De Montréal, au début de la semaine, le juge en chef de la Cour suprême du Brésil, Luís Roberto Barroso, a géré une crise d’ampleur internationale à partir de son téléphone cellulaire.

La veille, un des juges de « sa cour », Alexandre de Moraes, a annoncé qu’il lançait une enquête visant le patron du réseau social X, Elon Musk, pour obstruction à la justice.

L’annonce, qui survient après que le multimilliardaire a refusé de bloquer certains comptes du réseau social soupçonnés de répandre de la désinformation au Brésil, a fait les manchettes à travers le monde et soulevé l’ire de M. Musk et de ses supporters, qui accusent depuis la cour brésilienne de censure, voire de « tyrannie ».

Le juge en chef Barroso a répondu à l’esclandre de l’homme d’affaires en soutenant la démarche du juge de Moraes. « Je ne compte pas du tout débattre avec Elon Musk. Il n’y a rien de personnel ou d’idéologique dans cette affaire », m’a-t-il dit lors d’une entrevue mardi matin au café Renoir, tout en sirotant une camomille. « Mon rôle, c’est de m’assurer de faire respecter la Constitution du Brésil et les lois du pays. »

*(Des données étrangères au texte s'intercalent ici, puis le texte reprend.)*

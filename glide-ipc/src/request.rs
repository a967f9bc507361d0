//! Envelope builders for every request shape the client sends.
//!
//! Argument lists whose total size reaches the inline threshold are handed to
//! the core through the [`HandleStore`] and referenced by handle; smaller ones
//! travel inline in the envelope.

use std::sync::Arc;

use glide_ipc_core::proto::{self, command, command_request, routes};
use glide_ipc_core::{HandleStore, Value};

use crate::error::{ClientError, ClientResult, RequestErrorKind};

/// Cursor value the core returns once a cluster scan has covered every slot.
pub const FINISHED_SCAN_CURSOR: &str = "finished";

/// Slot role targeted by slot-based routes.
#[derive(Debug, Clone, Copy, PartialEq, Eq)]
pub enum SlotType {
    /// The slot's primary.
    Primary,
    /// One of the slot's replicas.
    Replica,
}

impl SlotType {
    fn to_proto(self) -> i32 {
        match self {
            SlotType::Primary => proto::SlotTypes::Primary as i32,
            SlotType::Replica => proto::SlotTypes::Replica as i32,
        }
    }
}

/// Where a request should run. Carried to the core as-is.
#[derive(Debug, Clone, PartialEq, Eq)]
pub enum Route {
    /// Every node.
    AllNodes,
    /// Every primary.
    AllPrimaries,
    /// Any single node.
    Random,
    /// The node owning the slot of `key`.
    SlotKey {
        /// Key whose slot selects the node.
        key: String,
        /// Primary or replica.
        slot_type: SlotType,
    },
    /// The node owning slot `slot_id`.
    SlotId {
        /// Slot number.
        slot_id: i32,
        /// Primary or replica.
        slot_type: SlotType,
    },
    /// A specific node.
    ByAddress {
        /// Host name or IP.
        host: String,
        /// Port.
        port: i32,
    },
}

impl Route {
    /// Envelope form of this route.
    pub fn to_proto(&self) -> proto::Routes {
        let value = match self {
            Route::AllNodes => routes::Value::SimpleRoutes(proto::SimpleRoutes::AllNodes as i32),
            Route::AllPrimaries => {
                routes::Value::SimpleRoutes(proto::SimpleRoutes::AllPrimaries as i32)
            }
            Route::Random => routes::Value::SimpleRoutes(proto::SimpleRoutes::Random as i32),
            Route::SlotKey { key, slot_type } => routes::Value::SlotKeyRoute(proto::SlotKeyRoute {
                slot_type: slot_type.to_proto(),
                slot_key: key.clone(),
            }),
            Route::SlotId { slot_id, slot_type } => {
                routes::Value::SlotIdRoute(proto::SlotIdRoute {
                    slot_type: slot_type.to_proto(),
                    slot_id: *slot_id,
                })
            }
            Route::ByAddress { host, port } => routes::Value::ByAddressRoute(proto::ByAddressRoute {
                host: host.clone(),
                port: *port,
            }),
        };
        proto::Routes { value: Some(value) }
    }
}

/// Opaque position of a cluster-wide scan.
#[derive(Debug, Clone, PartialEq, Eq)]
pub struct ClusterScanCursor(String);

impl ClusterScanCursor {
    /// Cursor that starts a new scan.
    pub fn initial() -> Self {
        Self("0".to_string())
    }

    /// Wrap a cursor id returned by the core.
    pub fn new(id: impl Into<String>) -> Self {
        Self(id.into())
    }

    /// Cursor id as sent to the core.
    pub fn as_str(&self) -> &str {
        &self.0
    }

    /// Whether the scan has covered every slot.
    pub fn is_finished(&self) -> bool {
        self.0 == FINISHED_SCAN_CURSOR
    }
}

impl Default for ClusterScanCursor {
    fn default() -> Self {
        Self::initial()
    }
}

/// Filters for a cluster scan.
#[derive(Debug, Clone, Default, PartialEq, Eq)]
pub struct ScanOptions {
    /// Glob-style key pattern.
    pub match_pattern: Option<Vec<u8>>,
    /// Hint for keys returned per node call.
    pub count: Option<i64>,
    /// Only return keys of this type (`string`, `list`, `hash`...).
    pub object_type: Option<String>,
    /// Keep scanning when some slots have no owner.
    pub allow_non_covered_slots: bool,
}

/// Total byte size of an argument list.
pub fn args_size(args: &[Vec<u8>]) -> usize {
    args.iter().map(Vec::len).sum()
}

/// Builds request payloads, routing large argument lists by handle.
#[derive(Clone)]
pub struct RequestEncoder {
    handles: Arc<dyn HandleStore>,
    max_inline_args_len: usize,
}

impl RequestEncoder {
    /// Create an encoder with the given inline threshold.
    pub fn new(handles: Arc<dyn HandleStore>, max_inline_args_len: usize) -> Self {
        Self {
            handles,
            max_inline_args_len,
        }
    }

    fn is_inline(&self, size: usize) -> bool {
        size < self.max_inline_args_len
    }

    /// One command, with its arguments inline or by handle.
    pub fn command(&self, request_type: proto::RequestType, args: Vec<Vec<u8>>) -> proto::Command {
        let size = args_size(&args);
        let args = if self.is_inline(size) {
            command::Args::ArgsArray(proto::ArgsArray { args })
        } else {
            let handle = self.handles.store_args(args);
            tracing::debug!(size, handle, "argument list passed by handle");
            command::Args::ArgsVecPointer(handle)
        };
        proto::Command {
            request_type: request_type as i32,
            args: Some(args),
        }
    }

    /// Payload for a single command.
    pub fn single(
        &self,
        request_type: proto::RequestType,
        args: Vec<Vec<u8>>,
    ) -> command_request::Command {
        command_request::Command::SingleCommand(self.command(request_type, args))
    }

    /// Payload for an ordered batch of commands run atomically.
    pub fn transaction(
        &self,
        commands: Vec<(proto::RequestType, Vec<Vec<u8>>)>,
    ) -> command_request::Command {
        let commands = commands
            .into_iter()
            .map(|(request_type, args)| self.command(request_type, args))
            .collect();
        command_request::Command::Transaction(proto::Transaction { commands })
    }

    /// Payload for a script invocation by SHA1 hash.
    pub fn script(
        &self,
        hash: impl Into<String>,
        keys: Vec<Vec<u8>>,
        args: Vec<Vec<u8>>,
    ) -> command_request::Command {
        let hash = hash.into();
        if self.is_inline(args_size(&keys) + args_size(&args)) {
            return command_request::Command::ScriptInvocation(proto::ScriptInvocation {
                hash,
                keys,
                args,
            });
        }
        command_request::Command::ScriptInvocationPointers(proto::ScriptInvocationPointers {
            hash,
            keys_pointer: Some(self.handles.store_args(keys)),
            args_pointer: Some(self.handles.store_args(args)),
        })
    }
}

/// Payload for one step of a cluster-wide scan.
pub fn cluster_scan(cursor: &ClusterScanCursor, options: &ScanOptions) -> command_request::Command {
    command_request::Command::ClusterScan(proto::ClusterScan {
        cursor: cursor.as_str().to_string(),
        match_pattern: options.match_pattern.clone(),
        count: options.count,
        object_type: options.object_type.clone(),
        allow_non_covered_slots: options.allow_non_covered_slots,
    })
}

/// Payload replacing (or, with `None`, removing) the connection password.
pub fn update_password(password: Option<String>, immediate_auth: bool) -> command_request::Command {
    command_request::Command::UpdateConnectionPassword(proto::UpdateConnectionPassword {
        password,
        immediate_auth,
    })
}

/// Split a cluster scan reply into the next cursor and the keys found.
pub fn parse_scan_reply(reply: Value) -> ClientResult<(ClusterScanCursor, Vec<Value>)> {
    let unexpected = |detail: &str| ClientError::Request {
        kind: RequestErrorKind::Unspecified,
        message: format!("unexpected cluster scan reply: {detail}"),
    };

    let Value::Array(mut parts) = reply else {
        return Err(unexpected("not an array"));
    };
    if parts.len() != 2 {
        return Err(unexpected("expected two elements"));
    }
    let keys = match parts.pop() {
        Some(Value::Array(keys)) => keys,
        _ => return Err(unexpected("keys are not an array")),
    };
    let cursor = parts
        .pop()
        .and_then(|cursor| cursor.as_bytes())
        .ok_or_else(|| unexpected("cursor is not a string"))?;
    let cursor = String::from_utf8(cursor.to_vec())
        .map_err(|_| unexpected("cursor is not valid UTF-8"))?;
    Ok((ClusterScanCursor::new(cursor), keys))
}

Sa réponse est un euphémisme. Le Supremo Tribunal Federal qu’il dirige depuis 2023 est en quelque sorte une Cour suprême magnifiée, détenant l’équivalent de superpouvoirs au cœur de l’appareil étatique brésilien. Le tout lui est conféré par la Constitution brésilienne de 1988 qui en mène large, statuant autant sur la séparation des pouvoirs et les droits fondamentaux que sur la protection de l’environnement, la santé publique et le système d’éducation. « Même les règles de l’industrie minière sont dans la Constitution », donne le magistrat en guise d’exemple.

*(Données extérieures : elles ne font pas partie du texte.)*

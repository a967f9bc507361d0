//! Connect to a core listening on a Unix socket and send a PING.
//!
//! ```text
//! cargo run -p glide-ipc --example ping -- /tmp/glide-core.sock
//! ```
//!
//! Values returned by handle are resolved through an in-process
//! [`HandleRegistry`], so this only works against a core sharing it.

use std::process;
use std::sync::Arc;

use glide_ipc::{ClientConfig, GlideClient, HandleRegistry, NodeAddress};
use glide_ipc_core::UnixSocketConnector;

#[tokio::main]
async fn main() {
    tracing_subscriber::fmt()
        .with_env_filter(tracing_subscriber::EnvFilter::from_default_env())
        .init();

    let socket_path = std::env::args()
        .nth(1)
        .or_else(|| std::env::var("GLIDE_CORE_SOCKET").ok())
        .unwrap_or_else(|| "/tmp/glide-core.sock".to_string());

    let connector = UnixSocketConnector::new(socket_path);
    let client = match GlideClient::connect(
        ClientConfig::standalone(vec![NodeAddress::default()]),
        &connector,
        Arc::new(HandleRegistry::new()),
    )
    .await
    {
        Ok(client) => client,
        Err(e) => {
            eprintln!("connect failed: {e}");
            process::exit(1);
        }
    };

    match client.custom_command(["PING"]).await {
        Ok(value) => println!("{value:?}"),
        Err(e) => eprintln!("PING failed: {e}"),
    }
    client.close(None).await;
}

Apparaissant régulièrement à la télévision pour lire les décisions de son tribunal, le juge Barroso est une célébrité.

Il est aussi devenu une figure de proue dans la bataille contre les forces d’extrême droite qui remettent en cause la démocratie brésilienne.

Par le fait même, il est aussi une des cibles préférées de Jair Bolsonaro, l’ancien président d’extrême droite qui, avec son clan, a essayé d’entraver les dernières élections brésiliennes en dénonçant des fraudes électorales même avant la tenue du scrutin en 2022. Alors président de la Cour électorale brésilienne, le juge Barroso lui a barré la route. Il a eu droit à une pluie d’insultes et de menaces.

Aujourd’hui, le magistrat est obligé de se déplacer avec des gardes du corps au Brésil, mais ne baisse pas les bras pour autant.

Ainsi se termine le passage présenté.